[Task statement]:
Carry over every entry exactly as it appears in the records.

[Exercise data]:
____________________
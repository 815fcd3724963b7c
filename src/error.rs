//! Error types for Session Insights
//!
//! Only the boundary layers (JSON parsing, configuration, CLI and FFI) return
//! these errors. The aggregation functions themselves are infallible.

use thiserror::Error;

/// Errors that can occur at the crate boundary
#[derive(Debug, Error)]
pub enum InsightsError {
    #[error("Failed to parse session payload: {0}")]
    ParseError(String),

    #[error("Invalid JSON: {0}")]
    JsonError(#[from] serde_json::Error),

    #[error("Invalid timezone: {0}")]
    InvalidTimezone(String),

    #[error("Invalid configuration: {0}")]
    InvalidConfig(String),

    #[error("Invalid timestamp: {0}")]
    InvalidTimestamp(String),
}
____________________
[Result of this task]:
repository 815fcd3724963b7c
filename src/error.rs
//! Error types for Session Insights
//!
//! Only the boundary layers (JSON parsing, configuration, CLI and FFI) return
//! these errors. The aggregation functions themselves are infallible.

use thiserror::Error;

/// Errors that can occur at the crate boundary
#[derive(Debug, Error)]
pub enum InsightsError {
    #[error("Failed to parse session payload: {0}")]
    ParseError(String),

    #[error("Invalid JSON: {0}")]
    JsonError(#[from] serde_json::Error),

    #[error("Invalid timezone: {0}")]
    InvalidTimezone(String),

    #[error("Invalid configuration: {0}")]
    InvalidConfig(String),

    #[error("Invalid timestamp: {0}")]
    InvalidTimestamp(String),
}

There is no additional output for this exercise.